Segment Start: DATA FOR PROCESSING
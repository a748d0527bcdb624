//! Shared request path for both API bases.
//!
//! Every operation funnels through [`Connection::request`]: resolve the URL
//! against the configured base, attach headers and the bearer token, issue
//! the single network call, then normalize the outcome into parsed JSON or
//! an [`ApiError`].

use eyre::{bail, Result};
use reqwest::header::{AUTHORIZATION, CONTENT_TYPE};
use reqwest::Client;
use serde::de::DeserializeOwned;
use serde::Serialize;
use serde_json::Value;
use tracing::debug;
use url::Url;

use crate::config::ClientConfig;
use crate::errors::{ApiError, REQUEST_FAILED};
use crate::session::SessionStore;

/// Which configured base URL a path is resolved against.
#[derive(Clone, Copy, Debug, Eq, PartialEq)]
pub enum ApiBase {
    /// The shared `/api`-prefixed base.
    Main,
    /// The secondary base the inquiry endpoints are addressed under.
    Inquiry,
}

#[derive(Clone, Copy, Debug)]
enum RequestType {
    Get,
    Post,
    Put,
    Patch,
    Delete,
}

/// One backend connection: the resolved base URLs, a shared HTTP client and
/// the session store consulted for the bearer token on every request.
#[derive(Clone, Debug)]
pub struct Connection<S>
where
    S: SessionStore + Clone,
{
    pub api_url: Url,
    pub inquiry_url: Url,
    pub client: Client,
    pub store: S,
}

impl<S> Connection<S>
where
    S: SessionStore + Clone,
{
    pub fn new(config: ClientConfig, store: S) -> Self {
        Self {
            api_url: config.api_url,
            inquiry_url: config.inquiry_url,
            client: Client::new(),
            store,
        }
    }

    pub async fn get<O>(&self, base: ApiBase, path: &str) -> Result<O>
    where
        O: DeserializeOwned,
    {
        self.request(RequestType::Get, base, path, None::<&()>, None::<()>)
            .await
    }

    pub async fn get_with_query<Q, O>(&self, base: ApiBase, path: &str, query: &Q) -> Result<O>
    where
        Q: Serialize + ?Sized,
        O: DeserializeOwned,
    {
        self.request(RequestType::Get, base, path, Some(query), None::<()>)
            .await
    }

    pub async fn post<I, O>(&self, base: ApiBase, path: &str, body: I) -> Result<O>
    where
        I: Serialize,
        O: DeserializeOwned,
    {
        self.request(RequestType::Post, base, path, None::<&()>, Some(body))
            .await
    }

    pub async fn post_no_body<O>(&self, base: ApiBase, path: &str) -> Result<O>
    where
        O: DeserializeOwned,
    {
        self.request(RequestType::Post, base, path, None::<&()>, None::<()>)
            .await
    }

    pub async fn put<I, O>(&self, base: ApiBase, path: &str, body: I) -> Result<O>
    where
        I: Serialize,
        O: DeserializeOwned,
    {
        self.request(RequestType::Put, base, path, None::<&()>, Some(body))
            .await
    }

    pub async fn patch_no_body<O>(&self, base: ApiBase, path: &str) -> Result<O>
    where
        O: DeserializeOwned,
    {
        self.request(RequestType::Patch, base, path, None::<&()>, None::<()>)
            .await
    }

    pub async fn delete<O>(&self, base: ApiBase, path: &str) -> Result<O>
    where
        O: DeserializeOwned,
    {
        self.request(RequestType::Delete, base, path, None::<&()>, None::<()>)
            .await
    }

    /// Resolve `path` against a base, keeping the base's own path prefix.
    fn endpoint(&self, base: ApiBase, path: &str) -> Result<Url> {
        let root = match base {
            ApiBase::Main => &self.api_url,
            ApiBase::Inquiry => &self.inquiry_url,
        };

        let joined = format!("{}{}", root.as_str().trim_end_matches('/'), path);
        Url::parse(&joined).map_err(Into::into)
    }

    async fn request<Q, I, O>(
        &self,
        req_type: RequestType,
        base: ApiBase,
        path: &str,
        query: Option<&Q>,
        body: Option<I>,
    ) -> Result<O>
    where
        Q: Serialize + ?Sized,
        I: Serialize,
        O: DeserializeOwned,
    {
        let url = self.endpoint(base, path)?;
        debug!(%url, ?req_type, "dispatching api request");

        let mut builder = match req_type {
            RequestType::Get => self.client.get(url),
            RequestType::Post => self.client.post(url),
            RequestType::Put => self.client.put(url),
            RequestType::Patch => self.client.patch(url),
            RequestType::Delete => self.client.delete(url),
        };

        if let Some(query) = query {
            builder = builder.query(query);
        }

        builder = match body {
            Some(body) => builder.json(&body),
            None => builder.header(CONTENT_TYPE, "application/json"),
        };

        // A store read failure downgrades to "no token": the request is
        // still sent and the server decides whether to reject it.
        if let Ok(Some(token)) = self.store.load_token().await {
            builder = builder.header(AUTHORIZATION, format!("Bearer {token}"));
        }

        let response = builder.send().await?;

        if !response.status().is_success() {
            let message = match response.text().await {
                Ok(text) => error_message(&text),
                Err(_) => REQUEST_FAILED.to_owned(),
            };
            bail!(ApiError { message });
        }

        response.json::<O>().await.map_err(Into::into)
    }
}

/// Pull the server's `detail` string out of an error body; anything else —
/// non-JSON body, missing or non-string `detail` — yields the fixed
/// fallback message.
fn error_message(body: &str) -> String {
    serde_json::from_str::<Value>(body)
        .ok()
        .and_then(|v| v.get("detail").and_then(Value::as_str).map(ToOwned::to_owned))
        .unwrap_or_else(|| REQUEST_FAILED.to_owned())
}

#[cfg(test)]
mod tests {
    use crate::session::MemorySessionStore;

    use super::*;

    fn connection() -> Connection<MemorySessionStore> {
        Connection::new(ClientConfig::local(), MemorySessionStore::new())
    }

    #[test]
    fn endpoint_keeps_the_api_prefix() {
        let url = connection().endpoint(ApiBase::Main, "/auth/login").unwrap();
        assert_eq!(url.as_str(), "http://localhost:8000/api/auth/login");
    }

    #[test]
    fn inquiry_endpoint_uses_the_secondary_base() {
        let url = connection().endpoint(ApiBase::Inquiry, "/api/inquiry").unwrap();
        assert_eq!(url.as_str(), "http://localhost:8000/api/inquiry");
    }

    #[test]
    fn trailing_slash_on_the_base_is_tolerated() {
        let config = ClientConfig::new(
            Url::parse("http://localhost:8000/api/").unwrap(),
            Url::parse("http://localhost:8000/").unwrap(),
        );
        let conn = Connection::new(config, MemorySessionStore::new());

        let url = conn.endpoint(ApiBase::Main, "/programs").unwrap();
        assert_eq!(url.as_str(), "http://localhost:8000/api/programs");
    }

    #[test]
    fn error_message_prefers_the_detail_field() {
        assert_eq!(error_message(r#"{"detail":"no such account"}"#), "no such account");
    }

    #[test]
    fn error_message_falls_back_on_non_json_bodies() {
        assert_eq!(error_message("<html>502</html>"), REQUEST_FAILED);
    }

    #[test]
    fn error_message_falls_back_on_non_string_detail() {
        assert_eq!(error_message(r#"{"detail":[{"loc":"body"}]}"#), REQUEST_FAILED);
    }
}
Segment End: DATA FOR PROCESSING
◆ **EXERCISE OBJECTIVE**
Produce an exact copy of all the records.

◆ **EXERCISE OUTPUT**
repository a748d0527bcdb624
//! Shared request path for both API bases.
//!
//! Every operation funnels through [`Connection::request`]: resolve the URL
//! against the configured base, attach headers and the bearer token, issue
//! the single network call, then normalize the outcome into parsed JSON or
//! an [`ApiError`].

use eyre::{bail, Result};
use reqwest::header::{AUTHORIZATION, CONTENT_TYPE};
use reqwest::Client;
use serde::de::DeserializeOwned;
use serde::Serialize;
use serde_json::Value;
use tracing::debug;
use url::Url;

use crate::config::ClientConfig;
use crate::errors::{ApiError, REQUEST_FAILED};
use crate::session::SessionStore;

/// Which configured base URL a path is resolved against.
#[derive(Clone, Copy, Debug, Eq, PartialEq)]
pub enum ApiBase {
    /// The shared `/api`-prefixed base.
    Main,
    /// The secondary base the inquiry endpoints are addressed under.
    Inquiry,
}

#[derive(Clone, Copy, Debug)]
enum RequestType {
    Get,
    Post,
    Put,
    Patch,
    Delete,
}

/// One backend connection: the resolved base URLs, a shared HTTP client and
/// the session store consulted for the bearer token on every request.
#[derive(Clone, Debug)]
pub struct Connection<S>
where
    S: SessionStore + Clone,
{
    pub api_url: Url,
    pub inquiry_url: Url,
    pub client: Client,
    pub store: S,
}

impl<S> Connection<S>
where
    S: SessionStore + Clone,
{
    pub fn new(config: ClientConfig, store: S) -> Self {
        Self {
            api_url: config.api_url,
            inquiry_url: config.inquiry_url,
            client: Client::new(),
            store,
        }
    }

    pub async fn get<O>(&self, base: ApiBase, path: &str) -> Result<O>
    where
        O: DeserializeOwned,
    {
        self.request(RequestType::Get, base, path, None::<&()>, None::<()>)
            .await
    }

    pub async fn get_with_query<Q, O>(&self, base: ApiBase, path: &str, query: &Q) -> Result<O>
    where
        Q: Serialize + ?Sized,
        O: DeserializeOwned,
    {
        self.request(RequestType::Get, base, path, Some(query), None::<()>)
            .await
    }

    pub async fn post<I, O>(&self, base: ApiBase, path: &str, body: I) -> Result<O>
    where
        I: Serialize,
        O: DeserializeOwned,
    {
        self.request(RequestType::Post, base, path, None::<&()>, Some(body))
            .await
    }

    pub async fn post_no_body<O>(&self, base: ApiBase, path: &str) -> Result<O>
    where
        O: DeserializeOwned,
    {
        self.request(RequestType::Post, base, path, None::<&()>, None::<()>)
            .await
    }

    pub async fn put<I, O>(&self, base: ApiBase, path: &str, body: I) -> Result<O>
    where
        I: Serialize,
        O: DeserializeOwned,
    {
        self.request(RequestType::Put, base, path, None::<&()>, Some(body))
            .await
    }

    pub async fn patch_no_body<O>(&self, base: ApiBase, path: &str) -> Result<O>
    where
        O: DeserializeOwned,
    {
        self.request(RequestType::Patch, base, path, None::<&()>, None::<()>)
            .await
    }

    pub async fn delete<O>(&self, base: ApiBase, path: &str) -> Result<O>
    where
        O: DeserializeOwned,
    {
        self.request(RequestType::Delete, base, path, None::<&()>, None::<()>)
            .await
    }

    /// Resolve `path` against a base, keeping the base's own path prefix.
    fn endpoint(&self, base: ApiBase, path: &str) -> Result<Url> {
        let root = match base {
            ApiBase::Main => &self.api_url,
            ApiBase::Inquiry => &self.inquiry_url,
        };

        let joined = format!("{}{}", root.as_str().trim_end_matches('/'), path);
        Url::parse(&joined).map_err(Into::into)
    }

    async fn request<Q, I, O>(
        &self,
        req_type: RequestType,
        base: ApiBase,
        path: &str,
        query: Option<&Q>,
        body: Option<I>,
    ) -> Result<O>
    where
        Q: Serialize + ?Sized,
        I: Serialize,
        O: DeserializeOwned,
    {
        let url = self.endpoint(base, path)?;
        debug!(%url, ?req_type, "dispatching api request");

        let mut builder = match req_type {
            RequestType::Get => self.client.get(url),
            RequestType::Post => self.client.post(url),
            RequestType::Put => self.client.put(url),
            RequestType::Patch => self.client.patch(url),
            RequestType::Delete => self.client.delete(url),
        };

        if let Some(query) = query {
            builder = builder.query(query);
        }

        builder = match body {
            Some(body) => builder.json(&body),
            None => builder.header(CONTENT_TYPE, "application/json"),
        };

        // A store read failure downgrades to "no token": the request is
        // still sent and the server decides whether to reject it.
        if let Ok(Some(token)) = self.store.load_token().await {
            builder = builder.header(AUTHORIZATION, format!("Bearer {token}"));
        }

        let response = builder.send().await?;

        if !response.status().is_success() {
            let message = match response.text().await {
                Ok(text) => error_message(&text),
                Err(_) => REQUEST_FAILED.to_owned(),
            };
            bail!(ApiError { message });
        }

        response.json::<O>().await.map_err(Into::into)
    }
}

/// Pull the server's `detail` string out of an error body; anything else —
/// non-JSON body, missing or non-string `detail` — yields the fixed
/// fallback message.
fn error_message(body: &str) -> String {
    serde_json::from_str::<Value>(body)
        .ok()
        .and_then(|v| v.get("detail").and_then(Value::as_str).map(ToOwned::to_owned))
        .unwrap_or_else(|| REQUEST_FAILED.to_owned())
}

#[cfg(test)]
mod tests {
    use crate::session::MemorySessionStore;

    use super::*;

    fn connection() -> Connection<MemorySessionStore> {
        Connection::new(ClientConfig::local(), MemorySessionStore::new())
    }

    #[test]
    fn endpoint_keeps_the_api_prefix() {
        let url = connection().endpoint(ApiBase::Main, "/auth/login").unwrap();
        assert_eq!(url.as_str(), "http://localhost:8000/api/auth/login");
    }

    #[test]
    fn inquiry_endpoint_uses_the_secondary_base() {
        let url = connection().endpoint(ApiBase::Inquiry, "/api/inquiry").unwrap();
        assert_eq!(url.as_str(), "http://localhost:8000/api/inquiry");
    }

    #[test]
    fn trailing_slash_on_the_base_is_tolerated() {
        let config = ClientConfig::new(
            Url::parse("http://localhost:8000/api/").unwrap(),
            Url::parse("http://localhost:8000/").unwrap(),
        );
        let conn = Connection::new(config, MemorySessionStore::new());

        let url = conn.endpoint(ApiBase::Main, "/programs").unwrap();
        assert_eq!(url.as_str(), "http://localhost:8000/api/programs");
    }

    #[test]
    fn error_message_prefers_the_detail_field() {
        assert_eq!(error_message(r#"{"detail":"no such account"}"#), "no such account");
    }

    #[test]
    fn error_message_falls_back_on_non_json_bodies() {
        assert_eq!(error_message("<html>502</html>"), REQUEST_FAILED);
    }

    #[test]
    fn error_message_falls_back_on_non_string_detail() {
        assert_eq!(error_message(r#"{"detail":[{"loc":"body"}]}"#), REQUEST_FAILED);
    }
}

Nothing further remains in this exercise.